■ **What needs to be done**
The lines below that include the word "syscall" are to be reported.

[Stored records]
%%

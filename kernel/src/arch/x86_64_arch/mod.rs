    pub mod apic;
pub mod core_parking;
pub mod cpu_hotplug;
pub mod cpufreq;
    pub mod gdt;
    pub mod interrupts;
pub mod ipi;
pub mod nmi;
pub mod percpu;
    pub mod pic;
    pub mod pit;
pub mod smp;
pub mod switch;
pub mod syscall;
pub mod tsc;

    /// Inicialização inicial (antes de mm::init)
    /// Configura GDT, IDT, PIC legado (para ter interrupções mínimas)
    pub fn init() {
        crate::kprintln!("arch: gdt::init()...");
        gdt::init();
        crate::kprintln!("arch: interrupts::init()...");
        interrupts::init();

        // Usa PIC legado inicialmente (APIC será habilitado depois de mm::init)
        crate::kprintln!("arch: pic::init(32, 40)...");
        unsafe { pic::init(32, 40) };
        crate::kprintln!("arch: pit::init(1000)...");
        pit::init(1000); // 1000 Hz tick

        // Early per-CPU setup (sets GS base for syscall entry)
        crate::kprintln!("arch: percpu::early_init_bsp()...");
        percpu::early_init_bsp();

        crate::kprintln!("arch: syscall::init()...");
        syscall::init();
        crate::kprintln!("arch: init complete");
    }

    /// Inicialização tardia (após mm::init)
    /// Tenta migrar para APIC se disponível
    pub fn init_late() {
        if apic::is_apic_available() {
            crate::kprintln!("arch: tentando migrar para APIC...");
            if apic::init() {
                crate::kprintln!("arch: APIC habilitado com sucesso");
                // Initialize IPI subsystem (requires APIC)
                ipi::init();
            } else {
                crate::kprintln!("arch: falha ao habilitar APIC, mantendo PIC 8259");
            }
        } else {
            crate::kprintln!("arch: APIC não disponível, mantendo PIC 8259");
        }

        // Initialize NMI handling
        nmi::init();

        // Initialize per-CPU data for BSP
        percpu::init_bsp();

        // Initialize SMP CPU detection
        smp::init();

        // Start Application Processors (if multiple CPUs detected)
        smp::start_aps();
    }

    #[inline]
    pub fn enable_interrupts() {
        let before = x86_64::instructions::interrupts::are_enabled();
        x86_64::instructions::interrupts::enable();
        let after = x86_64::instructions::interrupts::are_enabled();
        crate::kprintln!("arch: enable_interrupts() IF: {} -> {}", before, after);
    }

    pub fn halt_loop() -> ! {
        loop {
            x86_64::instructions::hlt();
        }
    }
// =============================================================================
// PORTSC bits
// =============================================================================

const PORTSC_CCS: u32 = 1 << 0;
const PORTSC_CSC: u32 = 1 << 1;
const PORTSC_PE: u32 = 1 << 2;
const PORTSC_PEC: u32 = 1 << 3;
const PORTSC_FPR: u32 = 1 << 6;
const PORTSC_SUSPEND: u32 = 1 << 7;
const PORTSC_PR: u32 = 1 << 8;
const PORTSC_LS_MASK: u32 = 3 << 10;
const PORTSC_PP: u32 = 1 << 12;
const PORTSC_PO: u32 = 1 << 13;

// =============================================================================
// USB Legacy Support extended capability (BIOS handoff)
// =============================================================================

const EECP_CAP_ID_LEGACY: u8 = 0x01;
const LEGSUP_HC_OS_OWNED: u32 = 1 << 24;
const LEGSUP_HC_BIOS_OWNED: u32 = 1 << 16;

// =============================================================================
// Queue Head (QH) - 48 bytes, 32-byte aligned
// =============================================================================

#[repr(C, align(32))]
pub struct QueueHead {
    pub hlp: u32,
    pub ep_char: u32,
    pub ep_caps: u32,
    pub current_qtd: u32,
    pub next_qtd: u32,
    pub alt_qtd: u32,
    pub token: u32,
    pub buffer0: u32,
    pub buffer1: u32,
    pub buffer2: u32,
    pub buffer3: u32,
    pub buffer4: u32,
}

impl QueueHead {
    pub fn new_async(address: u8, endpoint: u8, max_packet: u16, speed: UsbSpeed) -> Self {
        let nak_cnt = 15u32;
        let ep_char = (address as u32)
            | ((endpoint as u32) << 8)
            | (Self::speed_to_eps(speed) << 12)
            | (1 << 14) // DTC
            | ((max_packet as u32) << 16)
            | (nak_cnt << 28);
        let ep_caps = 1 << 30; // Mult = 1

        Self {
            hlp: 1,
            ep_char,
            ep_caps,
            current_qtd: 0,
            next_qtd: 1,
            alt_qtd: 1,
            token: 0,
            buffer0: 0,
            buffer1: 0,
            buffer2: 0,
            buffer3: 0,
            buffer4: 0,
        }
    }

    /// Create a QH for an interrupt endpoint in the periodic schedule.
    pub fn new_interrupt(address: u8, endpoint: u8, max_packet: u16, speed: UsbSpeed) -> Self {
        let mut qh = Self::new_async(address, endpoint, max_packet, speed);
        qh.ep_caps |= 1; // S-mask: poll every frame (uF 0) for simplicity
        qh
    }

    /// A blank QH suitable for sitting unused on a pool's free list. Not
    /// linked into any schedule until a caller fills in `ep_char`/etc. and
    /// calls `link_qtd`.
    fn blank() -> Self {
        Self {
            hlp: 1,
            ep_char: 0,
            ep_caps: 0,
            current_qtd: 0,
            next_qtd: 1,
            alt_qtd: 1,
            token: 0,
            buffer0: 0,
            buffer1: 0,
            buffer2: 0,
            buffer3: 0,
            buffer4: 0,
        }
    }

    fn speed_to_eps(speed: UsbSpeed) -> u32 {
        match speed {
            UsbSpeed::Low => 1,
            UsbSpeed::Full => 0,
            UsbSpeed::High => 2,
            _ => 2,
        }
    }

    pub fn link_to(&mut self, phys_addr: u64) {
        self.hlp = ((phys_addr as u32) & !0x1F) | 0x02;
    }

    pub fn link_to_self(&mut self, self_phys: u64) {
        self.hlp = ((self_phys as u32) & !0x1F) | 0x02;
    }

    pub fn link_qtd(&mut self, qtd_phys: u64) {
        self.next_qtd = (qtd_phys as u32) & !0x1F;
        self.alt_qtd = 1;
    }
}

// =============================================================================
// Queue Element Transfer Descriptor (qTD) - 32 bytes, 32-byte aligned
// =============================================================================

#[repr(C, align(32))]
pub struct TransferDescriptor {
    pub next_qtd: u32,
    pub alt_qtd: u32,
    pub token: u32,
    pub buffer0: u32,
    pub buffer1: u32,
    pub buffer2: u32,
    pub buffer3: u32,
    pub buffer4: u32,
}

%%

■ **Answer box**
pub mod syscall;
        // Early per-CPU setup (sets GS base for syscall entry)
        crate::kprintln!("arch: syscall::init()...");
        syscall::init();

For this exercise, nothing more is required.